Ahora releo aquellas frases manuscritas,
y contradigo piadosamente mis cavilaciones de entonces. A día de hoy, pienso
que, para nuestra mayor incertidumbre, no sólo la verdad, también la realidad
es objetivamente inaprensible. La realidad... ¿Qué decir de ella, cuando el
progreso de la ciencia nos aleja definitivamente del antropo- centrismo y nos
enfrenta a las limitaciones insalvables de nuestro organismo? ¿Cómo capturarla de
un modo razonable, cómo expresarla justamente, si se nos revela a expensas del
lenguaje y de la conciencia, comprometida por la experiencia íntima de quien la
percibe, por las emociones que su interpretación suscita? Todo cuanto nos rodea
es profundamente relativo, complejo e incierto; lo que llamamos real. Y hay
algo inquietante en esta observación, pero, como defienden los cognitivistas,
no es la realidad lo que nos perturba, sino el modo en que la percibimos. No en
vano diría Borges: ¿Es un imperio esa luz
que se apaga o una luciérnaga?
La realidad es poliédrica y, como
la verdad, sortea nuestra capacidad de comprensión; literalmente se nos escabulle,
hasta el punto de que, de ella, sólo poseemos fragmentos azarosamente hurtados.

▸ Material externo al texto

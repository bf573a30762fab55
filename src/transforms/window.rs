//! Sliding-window statistics: moving average and moving RMS.

use crate::error::{Error, Result};
use crate::series::{Point, TimeSeries};
use crate::series_transform;
use crate::transform::{
    PointTransform, TimeSeriesTransform, TransformKind, TransformState, apply_incremental,
};
use std::collections::VecDeque;

/// Default number of samples in a window.
pub const DEFAULT_WINDOW: usize = 10;

/// Largest accepted window.
pub const MAX_WINDOW: usize = 1 << 20;

/// Running sum over the last `capacity` values.
#[derive(Debug, Clone)]
struct SlidingWindow {
    values: VecDeque<f64>,
    capacity: usize,
    sum: f64,
}

impl SlidingWindow {
    fn new(capacity: usize) -> Self {
        Self {
            values: VecDeque::with_capacity(capacity),
            capacity,
            sum: 0.0,
        }
    }

    fn push(&mut self, value: f64) {
        self.values.push_back(value);
        self.sum += value;
        let mut evicted = false;
        while self.values.len() > self.capacity {
            if let Some(old) = self.values.pop_front() {
                self.sum -= old;
                evicted = true;
            }
        }
        // a NaN or infinity poisons the running sum even after it leaves
        if evicted && !self.sum.is_finite() {
            self.sum = self.values.iter().sum();
        }
    }

    fn mean(&self) -> Option<f64> {
        (!self.values.is_empty()).then(|| self.sum / self.values.len() as f64)
    }

    fn clear(&mut self) {
        self.values.clear();
        self.sum = 0.0;
    }

    fn set_capacity(&mut self, capacity: usize) {
        self.capacity = capacity;
        self.clear();
    }
}

fn validate_window(transform: &'static str, window: usize) -> Result<usize> {
    if window == 0 || window > MAX_WINDOW {
        return Err(Error::InvalidParameter {
            transform,
            parameter: "window",
            reason: format!("window must be in 1..={MAX_WINDOW}, got {window}"),
        });
    }
    Ok(window)
}

/// Mean of the last `window` samples.
///
/// The first `window - 1` outputs average over the samples available so far.
///
/// # Example
///
/// ```rust
/// use seriesforge::prelude::*;
/// use seriesforge::transforms::MovingAverage;
///
/// let source = TimeSeries::from_points(
///     "noisy",
///     [Point::new(0.0, 1.0), Point::new(1.0, 3.0), Point::new(2.0, 5.0)],
/// )
/// .into_shared();
///
/// let mut smooth = MovingAverage::with_window(2).unwrap();
/// smooth.set_data_source(&source);
///
/// let mut out = TimeSeries::new("smooth");
/// smooth.calculate(&mut out).unwrap();
/// let ys: Vec<f64> = out.iter().map(|p| p.y).collect();
/// assert_eq!(ys, vec![1.0, 2.0, 4.0]);
/// ```
#[series_transform(name = "moving_average", description = "Moving average over N samples")]
#[derive(Debug)]
pub struct MovingAverage {
    state: TransformState,
    window: SlidingWindow,
}

impl Default for MovingAverage {
    fn default() -> Self {
        Self {
            state: TransformState::new(),
            window: SlidingWindow::new(DEFAULT_WINDOW),
        }
    }
}

impl MovingAverage {
    /// Create a moving average over [`DEFAULT_WINDOW`] samples.
    pub fn new() -> Self {
        Self::default()
    }

    /// Create a moving average over `window` samples.
    pub fn with_window(window: usize) -> Result<Self> {
        let mut average = Self::default();
        average.set_window(window)?;
        Ok(average)
    }

    /// Number of samples averaged.
    pub fn window(&self) -> usize {
        self.window.capacity
    }

    /// Set the number of samples averaged.
    pub fn set_window(&mut self, window: usize) -> Result<()> {
        let window = validate_window(Self::NAME, window)?;
        if window != self.window.capacity {
            self.window.set_capacity(window);
            self.state.notify_parameters_changed();
        }
        Ok(())
    }
}

impl TimeSeriesTransform for MovingAverage {
    fn name(&self) -> &'static str {
        Self::NAME
    }

    fn calculate(&mut self, destination: &mut TimeSeries) -> Result<()> {
        apply_incremental(self, destination).map(|_| ())
    }

    fn state(&self) -> &TransformState {
        &self.state
    }

    fn state_mut(&mut self) -> &mut TransformState {
        &mut self.state
    }
}

impl PointTransform for MovingAverage {
    fn next_point(&mut self, source: &TimeSeries, index: usize) -> Option<Point> {
        let p = source.at(index)?;
        self.window.push(p.y);
        self.window.mean().map(|y| Point::new(p.x, y))
    }

    fn reset_points(&mut self) {
        self.window.clear();
    }
}

/// Root mean square of the last `window` samples.
#[series_transform(name = "moving_rms", description = "Moving root mean square over N samples")]
#[derive(Debug)]
pub struct MovingRms {
    state: TransformState,
    squares: SlidingWindow,
}

impl Default for MovingRms {
    fn default() -> Self {
        Self {
            state: TransformState::new(),
            squares: SlidingWindow::new(DEFAULT_WINDOW),
        }
    }
}

impl MovingRms {
    /// Create a moving RMS over [`DEFAULT_WINDOW`] samples.
    pub fn new() -> Self {
        Self::default()
    }

    /// Create a moving RMS over `window` samples.
    pub fn with_window(window: usize) -> Result<Self> {
        let mut rms = Self::default();
        rms.set_window(window)?;
        Ok(rms)
    }

    /// Number of samples in the window.
    pub fn window(&self) -> usize {
        self.squares.capacity
    }

    /// Set the number of samples in the window.
    pub fn set_window(&mut self, window: usize) -> Result<()> {
        let window = validate_window(Self::NAME, window)?;
        if window != self.squares.capacity {
            self.squares.set_capacity(window);
            self.state.notify_parameters_changed();
        }
        Ok(())
    }
}

impl TimeSeriesTransform for MovingRms {
    fn name(&self) -> &'static str {
        Self::NAME
    }

    fn calculate(&mut self, destination: &mut TimeSeries) -> Result<()> {
        apply_incremental(self, destination).map(|_| ())
    }

    fn state(&self) -> &TransformState {
        &self.state
    }

    fn state_mut(&mut self) -> &mut TransformState {
        &mut self.state
    }
}

impl PointTransform for MovingRms {
    fn next_point(&mut self, source: &TimeSeries, index: usize) -> Option<Point> {
        let p = source.at(index)?;
        self.squares.push(p.y * p.y);
        // running sums can drift slightly negative
        self.squares
            .mean()
            .map(|mean_square| Point::new(p.x, mean_square.max(0.0).sqrt()))
    }

    fn reset_points(&mut self) {
        self.squares.clear();
    }
}
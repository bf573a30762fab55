//! PassThrough transform - copies samples unchanged.

use crate::error::Result;
use crate::series::{Point, TimeSeries};
use crate::series_transform;
use crate::transform::{
    PointTransform, TimeSeriesTransform, TransformKind, TransformState, apply_incremental,
};

/// A transform that copies its source unchanged.
///
/// This is useful for:
/// - Plotting a series under a different alias
/// - Testing host-side transform plumbing
///
/// # Example
///
/// ```rust
/// use seriesforge::prelude::*;
/// use seriesforge::transforms::PassThrough;
///
/// let source = TimeSeries::from_points("in", [Point::new(0.0, 1.0), Point::new(1.0, 2.0)])
///     .into_shared();
///
/// let mut passthrough = PassThrough::new();
/// passthrough.set_data_source(&source);
///
/// let mut out = TimeSeries::new("out");
/// passthrough.calculate(&mut out).unwrap();
/// assert_eq!(out.to_vec(), source.read().to_vec());
/// ```
#[series_transform(name = "passthrough", description = "Copy the source unchanged")]
#[derive(Debug, Default)]
pub struct PassThrough {
    state: TransformState,
}

impl PassThrough {
    /// Create a new PassThrough transform.
    pub fn new() -> Self {
        Self::default()
    }
}

impl TimeSeriesTransform for PassThrough {
    fn name(&self) -> &'static str {
        Self::NAME
    }

    fn calculate(&mut self, destination: &mut TimeSeries) -> Result<()> {
        apply_incremental(self, destination).map(|_| ())
    }

    fn state(&self) -> &TransformState {
        &self.state
    }

    fn state_mut(&mut self) -> &mut TransformState {
        &mut self.state
    }
}

impl PointTransform for PassThrough {
    fn next_point(&mut self, source: &TimeSeries, index: usize) -> Option<Point> {
        source.at(index)
    }
}
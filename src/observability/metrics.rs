//! Metrics collection using metrics-rs.

use metrics::{Unit, counter, histogram};
use std::sync::atomic::{AtomicBool, Ordering};
use std::time::Duration;

/// Whether metrics have been initialized.
static METRICS_INITIALIZED: AtomicBool = AtomicBool::new(false);

const TRANSFORMS_REGISTERED: &str = "seriesforge_transforms_registered";
const TRANSFORMS_CREATED: &str = "seriesforge_transforms_created";
const CALCULATIONS: &str = "seriesforge_calculations";
const POINTS_PRODUCED: &str = "seriesforge_points_produced";
const CALCULATE_TIME_NS: &str = "seriesforge_calculate_time_ns";
const PLUGINS_LOADED: &str = "seriesforge_plugins_loaded";

/// Initialize metrics descriptions.
///
/// Call this once at application startup before using any metrics.
/// Safe to call multiple times (subsequent calls are no-ops).
pub fn init_metrics() {
    if METRICS_INITIALIZED.swap(true, Ordering::SeqCst) {
        return;
    }

    metrics::describe_counter!(
        TRANSFORMS_REGISTERED,
        Unit::Count,
        "Transform types registered with a factory"
    );
    metrics::describe_counter!(
        TRANSFORMS_CREATED,
        Unit::Count,
        "Transform instances created by a factory"
    );
    metrics::describe_counter!(CALCULATIONS, Unit::Count, "Calls to calculate");
    metrics::describe_counter!(
        POINTS_PRODUCED,
        Unit::Count,
        "Samples appended to destination series"
    );
    metrics::describe_histogram!(
        CALCULATE_TIME_NS,
        Unit::Nanoseconds,
        "Time spent in a single calculate call"
    );
    metrics::describe_counter!(PLUGINS_LOADED, Unit::Count, "Plugin modules loaded");
}

/// Record a transform type registered with a factory.
#[inline]
pub fn record_transform_registered(transform: &str) {
    counter!(TRANSFORMS_REGISTERED, "transform" => transform.to_string()).increment(1);
}

/// Record a transform instance created by a factory.
#[inline]
pub fn record_transform_created(transform: &str) {
    counter!(TRANSFORMS_CREATED, "transform" => transform.to_string()).increment(1);
}

/// Record one calculate call.
#[inline]
pub fn record_calculation(transform: &'static str, points: usize, duration: Duration) {
    counter!(CALCULATIONS, "transform" => transform).increment(1);
    counter!(POINTS_PRODUCED, "transform" => transform).increment(points as u64);
    histogram!(CALCULATE_TIME_NS, "transform" => transform).record(duration.as_nanos() as f64);
}

/// Record a plugin module loaded into a registry.
#[inline]
pub fn record_plugin_loaded(plugin: &str) {
    counter!(PLUGINS_LOADED, "plugin" => plugin.to_string()).increment(1);
}
//! Plugin system for loading transforms from other modules.
//!
//! A plugin is a shared library (.so on Linux) that exports a single symbol:
//!
//! ```c
//! const PluginDescriptor* seriesforge_plugin_descriptor();
//! ```
//!
//! The descriptor carries the ABI version, the contract identifier
//! ([`TRANSFORM_CONTRACT_ID`](crate::transform::TRANSFORM_CONTRACT_ID)),
//! plugin metadata and a `register` function. The host calls `register`
//! with its own [`TransformFactory`](crate::factory::TransformFactory), so
//! a plugin never depends on process-wide state. Plugins with another ABI
//! version or contract are rejected before any of their code runs beyond
//! the entry point.
//!
//! Plugins linked into the host binary use the same descriptor through
//! [`PluginRegistry::load_static`].
//!
//! # Example Plugin (Rust)
//!
//! ```ignore
//! use seriesforge::prelude::*;
//! use seriesforge::{define_plugin, series_transform};
//!
//! #[series_transform(name = "gain", description = "Multiplies by two")]
//! #[derive(Default)]
//! pub struct Gain {
//!     state: TransformState,
//! }
//!
//! // impl TimeSeriesTransform for Gain { ... }
//!
//! define_plugin! {
//!     name: "signal_extras",
//!     version: "1.0.0",
//!     description: "Extra signal-processing transforms",
//!     transforms: [Gain],
//! }
//! ```

mod descriptor;
mod loader;
mod registry;

pub use descriptor::{
    CONTRACT_ID_CSTR, PLUGIN_ENTRY_SYMBOL, PluginDescriptor, PluginInfo, RegisterFn,
    SERIESFORGE_ABI_VERSION, factory_from_raw, factory_to_raw,
};
pub use loader::{Plugin, PluginError, PluginLoader};
pub use registry::PluginRegistry;
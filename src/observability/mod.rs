//! Observability features: metrics and tracing.
//!
//! - **Metrics**: Counters and histograms via `metrics-rs`
//! - **Tracing**: Structured logging and spans via `tracing`
//!
//! ## Metrics
//!
//! | Metric | Type | Description |
//! |--------|------|-------------|
//! | `seriesforge_transforms_registered` | Counter | Transform types registered |
//! | `seriesforge_transforms_created` | Counter | Transform instances created |
//! | `seriesforge_calculations` | Counter | Calls to `calculate` |
//! | `seriesforge_points_produced` | Counter | Samples written to destinations |
//! | `seriesforge_calculate_time_ns` | Histogram | Time per `calculate` call |
//! | `seriesforge_plugins_loaded` | Counter | Plugin modules loaded |
//!
//! ## Tracing
//!
//! seriesforge emits spans for:
//! - Each `calculate` of a built-in transform (`DEBUG`)
//! - Each plugin load (`INFO`)
//!
//! and events for registrations, duplicate rejections and plugin loads.
//! Install any `tracing` subscriber to see them.

mod metrics;
mod tracing_support;

pub use metrics::{
    init_metrics, record_calculation, record_plugin_loaded, record_transform_created,
    record_transform_registered,
};
pub use tracing_support::{
    span_calculate, span_plugin_load, trace_plugin_loaded, trace_plugin_rejected,
};
//! # seriesforge
//!
//! A plugin contract for time-series transforms and the registry that
//! discovers them.
//!
//! A transform derives a destination time series from a source series
//! owned by the host. Transform types are registered by name with a
//! [`TransformFactory`](factory::TransformFactory), either directly or
//! through plugin modules, and the host creates fresh instances by name
//! when the user picks one.
//!
//! ## Features
//!
//! - **Transform contract**: [`TimeSeriesTransform`](transform::TimeSeriesTransform)
//!   with shared state, aliasing and a parameters-changed notification
//! - **Incremental calculation**: per-point transforms only process new samples
//! - **Name-indexed factory**: duplicate detection and an explicit sealed phase
//! - **Plugins**: versioned C ABI, static or dynamically loaded modules
//!
//! ## Quick Start
//!
//! ```rust
//! use seriesforge::prelude::*;
//! use seriesforge::transforms::register_builtin_transforms;
//!
//! let factory = TransformFactory::new();
//! register_builtin_transforms(&factory).unwrap();
//! factory.seal();
//!
//! let source = TimeSeries::from_points(
//!     "speed",
//!     [Point::new(0.0, 1.0), Point::new(1.0, 3.0), Point::new(2.0, 6.0)],
//! )
//! .into_shared();
//!
//! let mut derivative = factory.create("derivative").unwrap();
//! derivative.set_data_source(&source);
//! derivative.set_alias("acceleration");
//!
//! let mut out = TimeSeries::new("acceleration");
//! derivative.calculate(&mut out).unwrap();
//! assert_eq!(out.len(), 2);
//! ```

#![warn(missing_docs)]
#![warn(clippy::all)]
#![deny(unsafe_op_in_unsafe_fn)]

extern crate self as seriesforge;

pub mod config;
pub mod error;
pub mod factory;
pub mod observability;
pub mod plugin;
pub mod series;
pub mod transform;
pub mod transforms;

pub use seriesforge_macros::series_transform;

/// Prelude for convenient imports
pub mod prelude {
    pub use crate::error::{Error, Result};
    pub use crate::factory::TransformFactory;
    pub use crate::series::{Point, SeriesRef, TimeSeries};
    pub use crate::transform::{
        PointTransform, TimeSeriesTransform, TransformKind, TransformPtr, TransformState,
        apply_incremental,
    };
}

pub use error::{Error, Result};
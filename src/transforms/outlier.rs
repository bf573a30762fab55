//! Spike removal.

use crate::error::{Error, Result};
use crate::series::{Point, TimeSeries};
use crate::series_transform;
use crate::transform::{
    PointTransform, TimeSeriesTransform, TransformKind, TransformState, apply_incremental,
};

/// Default spike factor.
pub const DEFAULT_OUTLIER_FACTOR: f64 = 100.0;

/// Threshold below which neighbours count as identical.
const MIN_BASELINE: f64 = 1e-9;

/// Removes isolated spikes.
///
/// A sample is dropped when it jumps away from its previous neighbour and
/// back towards its next one, and both jumps exceed `factor` times the
/// distance between the two neighbours.
///
/// Judging a sample needs its successor, so the newest source sample is
/// emitted only once a newer one arrives. The first sample is always kept.
#[series_transform(name = "outlier_removal", description = "Remove isolated spikes")]
#[derive(Debug)]
pub struct OutlierRemoval {
    state: TransformState,
    factor: f64,
    /// Sample preceding `pending`.
    before: Option<Point>,
    /// Newest sample, waiting for its successor.
    pending: Option<Point>,
}

impl Default for OutlierRemoval {
    fn default() -> Self {
        Self {
            state: TransformState::new(),
            factor: DEFAULT_OUTLIER_FACTOR,
            before: None,
            pending: None,
        }
    }
}

impl OutlierRemoval {
    /// Create a filter with [`DEFAULT_OUTLIER_FACTOR`].
    pub fn new() -> Self {
        Self::default()
    }

    /// Create a filter with a custom factor.
    pub fn with_factor(factor: f64) -> Result<Self> {
        let mut filter = Self::default();
        filter.set_factor(factor)?;
        Ok(filter)
    }

    /// Spike factor.
    pub fn factor(&self) -> f64 {
        self.factor
    }

    /// Set the spike factor. Must be positive and finite.
    pub fn set_factor(&mut self, factor: f64) -> Result<()> {
        if !(factor.is_finite() && factor > 0.0) {
            return Err(Error::InvalidParameter {
                transform: Self::NAME,
                parameter: "factor",
                reason: format!("factor must be positive and finite, got {factor}"),
            });
        }
        if factor != self.factor {
            self.factor = factor;
            self.state.notify_parameters_changed();
        }
        Ok(())
    }

    fn is_spike(&self, before: Point, sample: Point, after: Point) -> bool {
        let rise = sample.y - before.y;
        let fall = after.y - sample.y;
        if rise * fall >= 0.0 {
            return false;
        }
        let baseline = (after.y - before.y).abs().max(MIN_BASELINE);
        rise.abs().min(fall.abs()) > self.factor * baseline
    }
}

impl TimeSeriesTransform for OutlierRemoval {
    fn name(&self) -> &'static str {
        Self::NAME
    }

    fn calculate(&mut self, destination: &mut TimeSeries) -> Result<()> {
        apply_incremental(self, destination).map(|_| ())
    }

    fn state(&self) -> &TransformState {
        &self.state
    }

    fn state_mut(&mut self) -> &mut TransformState {
        &mut self.state
    }
}

impl PointTransform for OutlierRemoval {
    /// Judges the sample received before the one at `index`.
    fn next_point(&mut self, source: &TimeSeries, index: usize) -> Option<Point> {
        let after = source.at(index)?;
        let sample = self.pending.replace(after)?;
        match self.before.replace(sample) {
            Some(before) => (!self.is_spike(before, sample, after)).then_some(sample),
            None => Some(sample),
        }
    }

    fn reset_points(&mut self) {
        self.before = None;
        self.pending = None;
    }
}

#[cfg(test)]
mod tests {
    use super::*;

    fn run(filter: &mut OutlierRemoval, ys: &[f64]) -> Vec<f64> {
        let src = TimeSeries::from_points(
            "in",
            ys.iter().enumerate().map(|(i, y)| Point::new(i as f64, *y)),
        )
        .into_shared();
        filter.set_data_source(&src);
        let mut out = TimeSeries::new("out");
        filter.calculate(&mut out).unwrap();
        out.iter().map(|p| p.y).collect()
    }

    #[test]
    fn test_spike_removed() {
        let mut filter = OutlierRemoval::with_factor(10.0).unwrap();
        let ys = run(&mut filter, &[1.0, 1.1, 500.0, 1.2, 1.3, 1.4]);
        assert_eq!(ys, vec![1.0, 1.1, 1.2, 1.3]);
    }

    #[test]
    fn test_step_kept() {
        let mut filter = OutlierRemoval::with_factor(10.0).unwrap();
        let ys = run(&mut filter, &[0.0, 0.0, 100.0, 100.0, 100.0]);
        assert_eq!(ys, vec![0.0, 0.0, 100.0, 100.0]);
    }

    #[test]
    fn test_single_sample_withheld() {
        let mut filter = OutlierRemoval::new();
        assert!(run(&mut filter, &[1.0]).is_empty());
    }

    #[test]
    fn test_invalid_factor() {
        assert!(OutlierRemoval::with_factor(0.0).is_err());
        assert!(OutlierRemoval::with_factor(-1.0).is_err());
        assert!(OutlierRemoval::with_factor(f64::INFINITY).is_err());
    }
}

Tal es nuestra pertenencia: esa porción viva y cambiante que tercamente asimos,
lo aparente, una mínima percepción con la que pretendemos dar un sentido a la
existencia y explicar precariamente lo que en cada momento es... O, dicho de
otro modo, lo que creemos que ciertamente ahora sucede. Porque lo que hoy es,
es porque resiste y mientras resiste. Mañana, todo ello, será otra cosa o,
simplemente, ya no será.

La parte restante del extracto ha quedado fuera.